Berlin and Sans-Souci; or Frederick the Great and his friends eBook

This eBook from the Gutenberg Project consists of approximately 658 pages of information about Berlin and Sans-Souci; or Frederick the Great and his friends.

Berlin and Sans-Souci; or Frederick the Great and his friends eBook

This eBook from the Gutenberg Project consists of approximately 658 pages of information about Berlin and Sans-Souci; or Frederick the Great and his friends.

“Your majesty will crush me with your scorn and mockery!” cried Voltaire, whose eyes now flamed with anger.  “You wish to make me feel how powerless, how pitiful I am.  Where shall I find the strength to strive with you?  I have won no battles.  I have no hundred thousand men to oppose to you and no courts-martial to condemn those who sin against me!”

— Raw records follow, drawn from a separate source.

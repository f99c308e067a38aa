//! Test harness for the HTTP API.
//!
//! Builds the router over the seed catalog (or a given one) and drives it
//! in-process with `oneshot`, or binds it to an ephemeral port for tests that
//! need a real socket.

use std::net::SocketAddr;
use std::sync::Arc;

use axum::body::{self, Body};
use axum::http::{Request, StatusCode};
use axum::Router;
use kbsearch_server::catalog::{seed_catalog, Catalog};
use kbsearch_server::types::AppState;
use serde_json::Value;
use tower::ServiceExt;

pub struct TestHarness {
    pub state: Arc<AppState>,
    router: Router,
}

impl TestHarness {
    pub fn seeded() -> Self {
        Self::with_catalog(seed_catalog())
    }

    pub fn with_catalog(catalog: Catalog) -> Self {
        let state = Arc::new(AppState::new(catalog));
        let router = kbsearch_server::build_router(Arc::clone(&state));
        TestHarness { state, router }
    }

    /// GET `uri` with optional extra headers; returns status and JSON body.
    pub async fn get_with(&self, uri: &str, headers: &[(&str, &str)]) -> (StatusCode, Value) {
        let mut req = Request::get(uri);
        for (k, v) in headers {
            req = req.header(*k, *v);
        }
        let response = self
            .router
            .clone()
            .oneshot(req.body(Body::empty()).unwrap())
            .await
            .unwrap();
        let status = response.status();
        let bytes = body::to_bytes(response.into_body(), usize::MAX).await.unwrap();
        let json = serde_json::from_slice(&bytes).unwrap_or(Value::Null);
        (status, json)
    }

    pub async fn get(&self, uri: &str) -> (StatusCode, Value) {
        self.get_with(uri, &[]).await
    }

    pub fn logged_terms(&self) -> Vec<String> {
        self.state.search_logs.read().unwrap().iter().map(|l| l.term.clone()).collect()
    }
}

/// Serve the router on 127.0.0.1 with an OS-assigned port; returns the base URL.
pub async fn spawn_server(state: Arc<AppState>) -> String {
    serve_router(kbsearch_server::build_router(state)).await
}

/// Serve an arbitrary router the same way, for stand-in backends.
pub async fn serve_router(app: Router) -> String {
    let listener = tokio::net::TcpListener::bind("127.0.0.1:0").await.unwrap();
    let addr = listener.local_addr().unwrap();
    tokio::spawn(async move {
        axum::serve(listener, app.into_make_service_with_connect_info::<SocketAddr>())
            .await
            .unwrap();
    });
    format!("http://{addr}")
}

“It is true you have not a hundred thousand soldiers,” said the king, “but you have four-and-twenty, and with these four-and-twenty soldiers you have conquered the whole realm of spirits; with this little army you have brought the whole of educated Europe to your feet.  You are, therefore, a much more powerful king than I am.  I have, it is true, a hundred thousand men, but I dare not say that they will not run when it comes to the first battle.  You, Voltaire, have your four-and-twenty soldiers of the alphabet, and so well have you exercised them, that you must win every battle, even if all the kings of the earth were allied against you.  Let us make peace, then, my ‘invincible!’ do not turn this terrible army of the four-and-twenty, with their deadly weapons, against me, but graciously allow me to seize upon the hem of your purple robe, to sun myself in your dazzling rays, to be your humble scholar, and from you and your army of heroes to learn the secret art of winning battles with invisible troops!”

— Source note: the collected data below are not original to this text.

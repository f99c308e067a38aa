//! A running search session: one task that owns the scheduler, the
//! reconciler and the panel, and reacts to input events, the debounce
//! deadline and transport completions in a single `select!` loop.
//!
//! All state changes happen inside that loop, so no locking is involved.
//! Transport calls run as separate tasks and report back over a channel with
//! their query attached; the reconciler sees each one exactly once.

use std::sync::Arc;

use serde::Serialize;
use tokio::sync::{mpsc, watch};
use tokio::task::{AbortHandle, JoinHandle};
use tokio::time::Instant;
use tracing::{debug, info, warn};

use crate::config::SearchConfig;
use crate::reconcile::{DisplayState, Reconciler, Verdict};
use crate::render::{Panel, PanelView};
use crate::scheduler::{KeystrokeAction, QueryScheduler};
use crate::transport::Transport;
use crate::types::{Completion, InputEvent, Query, SeqNo};
use crate::visibility::{should_hide, PointerTarget};

/// Counters kept for the life of a session.
#[derive(Debug, Clone, Copy, Default, PartialEq, Eq, Serialize)]
pub struct SessionStats {
    pub dispatched: u64,
    /// Dispatches flagged for server-side logging (explicit submits).
    pub logged: u64,
    pub accepted: u64,
    pub stale: u64,
    pub failures: u64,
    pub withdrawn: u64,
    pub aborted: u64,
}

/// Final state returned by [`SessionHandle::close`].
#[derive(Debug, Clone, Default, PartialEq, Eq, Serialize)]
pub struct SessionReport {
    pub view: PanelView,
    pub stats: SessionStats,
    pub last_dispatched: SeqNo,
}

/// Host-side handle to a session task.
pub struct SessionHandle {
    events: mpsc::UnboundedSender<InputEvent>,
    view: watch::Receiver<PanelView>,
    task: JoinHandle<SessionReport>,
}

impl SessionHandle {
    /// Queue an input event. Returns false once the session has ended.
    pub fn send(&self, event: InputEvent) -> bool {
        self.events.send(event).is_ok()
    }

    pub fn keystroke(&self, raw: impl Into<String>) -> bool {
        self.send(InputEvent::Keystroke(raw.into()))
    }

    pub fn submit(&self, raw: impl Into<String>) -> bool {
        self.send(InputEvent::Submit(raw.into()))
    }

    pub fn pointer(&self, target: PointerTarget) -> bool {
        self.send(InputEvent::Pointer(target))
    }

    /// Snapshot of what the panel currently shows.
    pub fn view(&self) -> PanelView {
        self.view.borrow().clone()
    }

    /// Receiver notified whenever the panel changes.
    pub fn subscribe(&self) -> watch::Receiver<PanelView> {
        self.view.clone()
    }

    /// Stop accepting input and wait for the session task to finish.
    /// Responses still in flight are not waited for.
    pub async fn close(self) -> SessionReport {
        drop(self.events);
        match self.task.await {
            Ok(report) => report,
            Err(e) => {
                warn!(error = %e, "Search session task failed");
                SessionReport { view: self.view.borrow().clone(), ..Default::default() }
            }
        }
    }
}

/// Start a session on the current tokio runtime.
pub fn spawn_session(config: &SearchConfig, transport: Arc<dyn Transport>) -> SessionHandle {
    let (events_tx, events_rx) = mpsc::unbounded_channel();
    let (completions_tx, completions_rx) = mpsc::unbounded_channel();
    let (view_tx, view_rx) = watch::channel(PanelView::default());

    let session = Session {
        scheduler: QueryScheduler::new(config.bounds(), config.debounce()),
        reconciler: Reconciler::new(),
        panel: Panel::new(),
        transport,
        completions: completions_tx,
        abort_superseded: config.abort_superseded,
        in_flight: Vec::new(),
        stats: SessionStats::default(),
        view: view_tx,
    };
    let task = tokio::spawn(session.run(events_rx, completions_rx));

    SessionHandle { events: events_tx, view: view_rx, task }
}

struct Session {
    scheduler: QueryScheduler,
    reconciler: Reconciler,
    panel: Panel,
    transport: Arc<dyn Transport>,
    completions: mpsc::UnboundedSender<Completion>,
    abort_superseded: bool,
    /// Only tracked when `abort_superseded` is set.
    in_flight: Vec<(SeqNo, AbortHandle)>,
    stats: SessionStats,
    view: watch::Sender<PanelView>,
}

async fn wait_until(deadline: Option<Instant>) {
    match deadline {
        Some(d) => tokio::time::sleep_until(d).await,
        None => std::future::pending().await,
    }
}

impl Session {
    async fn run(
        mut self,
        mut events: mpsc::UnboundedReceiver<InputEvent>,
        mut completions: mpsc::UnboundedReceiver<Completion>,
    ) -> SessionReport {
        info!(
            transport = self.transport.name(),
            abort_superseded = self.abort_superseded,
            "Search session started"
        );

        loop {
            let deadline = self.scheduler.deadline();
            tokio::select! {
                biased;
                event = events.recv() => match event {
                    Some(event) => self.on_event(event),
                    None => break,
                },
                _ = wait_until(deadline) => self.on_deadline(),
                Some(completion) = completions.recv() => self.on_completion(completion),
            }
            self.publish();
        }

        for (_, handle) in self.in_flight.drain(..) {
            handle.abort();
        }
        let stats = self.stats;
        info!(
            dispatched = stats.dispatched,
            accepted = stats.accepted,
            stale = stats.stale,
            failures = stats.failures,
            "Search session ended"
        );
        SessionReport {
            view: self.panel.view().clone(),
            stats,
            last_dispatched: self.scheduler.last_dispatched(),
        }
    }

    fn on_event(&mut self, event: InputEvent) {
        match event {
            InputEvent::Keystroke(raw) => {
                match self.scheduler.on_keystroke(&raw, Instant::now()) {
                    KeystrokeAction::Scheduled(_) => {}
                    KeystrokeAction::Withdrawn => {
                        self.stats.withdrawn += 1;
                        self.panel.hide(self.scheduler.last_dispatched());
                    }
                }
            }
            InputEvent::Submit(raw) => {
                if let Some(query) = self.scheduler.on_submit(&raw) {
                    self.dispatch(query);
                }
            }
            InputEvent::Pointer(target) => {
                if should_hide(target) {
                    debug!("Pointer outside search, hiding panel");
                    self.panel.hide(self.scheduler.last_dispatched());
                }
            }
        }
    }

    fn on_deadline(&mut self) {
        if let Some(query) = self.scheduler.fire(Instant::now()) {
            self.dispatch(query);
        }
    }

    fn dispatch(&mut self, query: Query) {
        let seq = query.seq();
        self.stats.dispatched += 1;
        if query.should_log() {
            self.stats.logged += 1;
        }
        debug!(seq, q = query.text(), log = query.should_log(), "Dispatching query");

        if self.abort_superseded {
            for (old, handle) in self.in_flight.drain(..) {
                handle.abort();
                self.stats.aborted += 1;
                debug!(seq = old, superseded_by = seq, "Aborted in-flight request");
            }
        }

        self.panel.on_dispatch(seq);

        let transport = Arc::clone(&self.transport);
        let tx = self.completions.clone();
        let handle = tokio::spawn(async move {
            let result = transport.send(&query).await;
            // the session may already be gone
            let _ = tx.send(Completion { query, result });
        });
        if self.abort_superseded {
            self.in_flight.push((seq, handle.abort_handle()));
        }
    }

    fn on_completion(&mut self, completion: Completion) {
        let seq = completion.seq();
        self.in_flight.retain(|(s, _)| *s != seq);
        if let Err(e) = &completion.result {
            self.stats.failures += 1;
            warn!(seq, kind = e.kind(), error = %e, "Search request failed");
        }

        match self.reconciler.reconcile(completion) {
            Verdict::Accepted { seq, outcome } => {
                self.stats.accepted += 1;
                self.panel.on_accepted(seq, &outcome);
            }
            Verdict::Stale { .. } => self.stats.stale += 1,
        }
        debug_assert!(matches!(self.reconciler.state(), DisplayState::Displaying { .. }));
    }

    fn publish(&self) {
        let current = self.panel.view();
        self.view.send_if_modified(|v| {
            if v == current {
                false
            } else {
                *v = current.clone();
                true
            }
        });
    }
}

“Your majesty makes me feel more and more how poor I am; even my four-and-twenty, of whom you speak, have gone over to you, and you understand, as well as I do, how to exercise them.”

“No, no!” said Frederick, changing suddenly his jesting tone for one of grave earnestness.  “No, I will learn of you.  I am not satisfied to be a poor-souled dilettante in poetry, though assured I can. never be a Virgil or a Voltaire.  I know that the study of poetry demands the life, the undivided heart and mind.  I am but a poor galley-slave, chained to the ship of state; or, if you will, a pilot, who does not dare to leave the rudder, or even to sleep, lest the fate of the unhappy Palinurus might overtake him.  The Muses demand solitude and rest for the soul, and that I can never consecrate to them.  Often, when I have written three verses, I am interrupted, my muse is chilled, and my spirit cannot rise again into the heights of inspiration.  I know there are privileged souls, who can make verses everywhere—­in the tumult of court life, in the loneliness of Cirey, in the prisons of the Bastile, and in the stage-coach.  My poor soul does not enjoy this freedom.  It resembles an anana, which bears fruit only in the green-house, but fades and withers in the fresh air.” [Footnote:  The king’s own words.—­Oeuvres Posthumes.]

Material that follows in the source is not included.